GOAL OF THE EXERCISE>
Filter the records below for the word "format". Keep each line that has it.

************

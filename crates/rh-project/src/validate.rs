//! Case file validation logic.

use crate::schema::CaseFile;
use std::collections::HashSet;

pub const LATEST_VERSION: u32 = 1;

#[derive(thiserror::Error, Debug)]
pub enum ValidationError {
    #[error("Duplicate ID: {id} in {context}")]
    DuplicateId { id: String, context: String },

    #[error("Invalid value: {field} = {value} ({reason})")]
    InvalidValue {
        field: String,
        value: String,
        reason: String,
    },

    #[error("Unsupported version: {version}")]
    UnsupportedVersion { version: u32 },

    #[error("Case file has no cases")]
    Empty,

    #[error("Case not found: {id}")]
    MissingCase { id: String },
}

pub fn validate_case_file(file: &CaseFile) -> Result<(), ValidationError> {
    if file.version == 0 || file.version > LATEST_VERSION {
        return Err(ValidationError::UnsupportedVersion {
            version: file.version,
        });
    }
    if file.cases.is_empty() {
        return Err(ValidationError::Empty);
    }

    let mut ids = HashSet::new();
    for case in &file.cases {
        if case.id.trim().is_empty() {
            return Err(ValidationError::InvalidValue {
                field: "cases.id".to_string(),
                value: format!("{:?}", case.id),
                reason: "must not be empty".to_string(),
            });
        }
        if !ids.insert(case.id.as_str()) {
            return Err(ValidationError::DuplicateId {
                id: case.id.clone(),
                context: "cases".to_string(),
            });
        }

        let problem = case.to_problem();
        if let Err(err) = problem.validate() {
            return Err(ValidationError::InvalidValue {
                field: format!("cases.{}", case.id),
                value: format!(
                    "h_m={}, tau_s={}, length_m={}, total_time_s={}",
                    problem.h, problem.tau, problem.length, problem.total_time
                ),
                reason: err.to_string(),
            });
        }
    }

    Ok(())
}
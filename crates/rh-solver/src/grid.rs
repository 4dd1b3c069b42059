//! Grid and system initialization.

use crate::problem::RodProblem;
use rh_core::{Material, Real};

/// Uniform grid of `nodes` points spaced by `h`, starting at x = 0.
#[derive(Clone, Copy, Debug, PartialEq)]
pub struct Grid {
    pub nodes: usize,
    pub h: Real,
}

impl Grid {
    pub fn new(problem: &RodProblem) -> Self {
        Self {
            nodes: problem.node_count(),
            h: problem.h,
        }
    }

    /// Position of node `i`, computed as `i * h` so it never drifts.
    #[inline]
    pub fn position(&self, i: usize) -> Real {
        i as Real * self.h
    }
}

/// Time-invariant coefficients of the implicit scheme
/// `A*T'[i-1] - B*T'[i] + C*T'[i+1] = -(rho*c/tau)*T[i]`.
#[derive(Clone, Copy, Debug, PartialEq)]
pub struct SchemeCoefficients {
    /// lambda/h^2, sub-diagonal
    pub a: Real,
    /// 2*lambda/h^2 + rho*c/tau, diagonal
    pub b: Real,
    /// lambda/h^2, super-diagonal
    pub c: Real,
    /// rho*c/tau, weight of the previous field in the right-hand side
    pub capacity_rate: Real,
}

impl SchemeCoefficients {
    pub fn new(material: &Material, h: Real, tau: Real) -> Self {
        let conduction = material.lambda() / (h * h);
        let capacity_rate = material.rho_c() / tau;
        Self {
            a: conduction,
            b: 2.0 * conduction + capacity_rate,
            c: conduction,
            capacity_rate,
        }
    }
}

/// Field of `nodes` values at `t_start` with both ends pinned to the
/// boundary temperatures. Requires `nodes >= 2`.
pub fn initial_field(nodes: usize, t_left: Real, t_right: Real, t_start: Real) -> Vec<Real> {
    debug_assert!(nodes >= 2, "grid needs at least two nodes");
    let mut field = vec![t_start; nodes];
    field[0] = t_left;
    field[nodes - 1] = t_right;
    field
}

************

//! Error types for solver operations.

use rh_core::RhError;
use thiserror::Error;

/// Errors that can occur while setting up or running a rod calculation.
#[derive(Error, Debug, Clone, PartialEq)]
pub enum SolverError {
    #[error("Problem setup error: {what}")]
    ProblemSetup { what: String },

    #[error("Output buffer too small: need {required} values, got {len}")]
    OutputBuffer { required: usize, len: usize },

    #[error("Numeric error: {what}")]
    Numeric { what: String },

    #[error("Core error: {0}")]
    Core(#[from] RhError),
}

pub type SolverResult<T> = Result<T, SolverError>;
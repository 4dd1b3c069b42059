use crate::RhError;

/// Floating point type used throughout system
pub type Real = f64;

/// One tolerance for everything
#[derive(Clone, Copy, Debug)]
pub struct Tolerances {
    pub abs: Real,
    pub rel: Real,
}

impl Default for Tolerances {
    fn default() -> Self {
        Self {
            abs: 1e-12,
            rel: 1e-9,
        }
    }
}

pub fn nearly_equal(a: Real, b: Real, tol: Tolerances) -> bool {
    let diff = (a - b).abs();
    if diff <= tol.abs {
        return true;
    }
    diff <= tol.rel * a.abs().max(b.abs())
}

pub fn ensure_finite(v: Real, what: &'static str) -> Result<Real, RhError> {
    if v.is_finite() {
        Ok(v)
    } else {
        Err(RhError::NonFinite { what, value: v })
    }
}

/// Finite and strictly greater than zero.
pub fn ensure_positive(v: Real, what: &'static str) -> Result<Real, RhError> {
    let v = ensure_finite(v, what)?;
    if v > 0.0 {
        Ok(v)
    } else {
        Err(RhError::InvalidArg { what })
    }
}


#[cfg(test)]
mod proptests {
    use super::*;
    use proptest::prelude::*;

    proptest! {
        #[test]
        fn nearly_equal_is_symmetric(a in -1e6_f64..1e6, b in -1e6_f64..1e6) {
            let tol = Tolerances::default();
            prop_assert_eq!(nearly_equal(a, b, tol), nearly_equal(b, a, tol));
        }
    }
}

************

WRITTEN ANSWER>
                value: format!("{:?}", case.id),
                field: format!("cases.{}", case.id),
                value: format!(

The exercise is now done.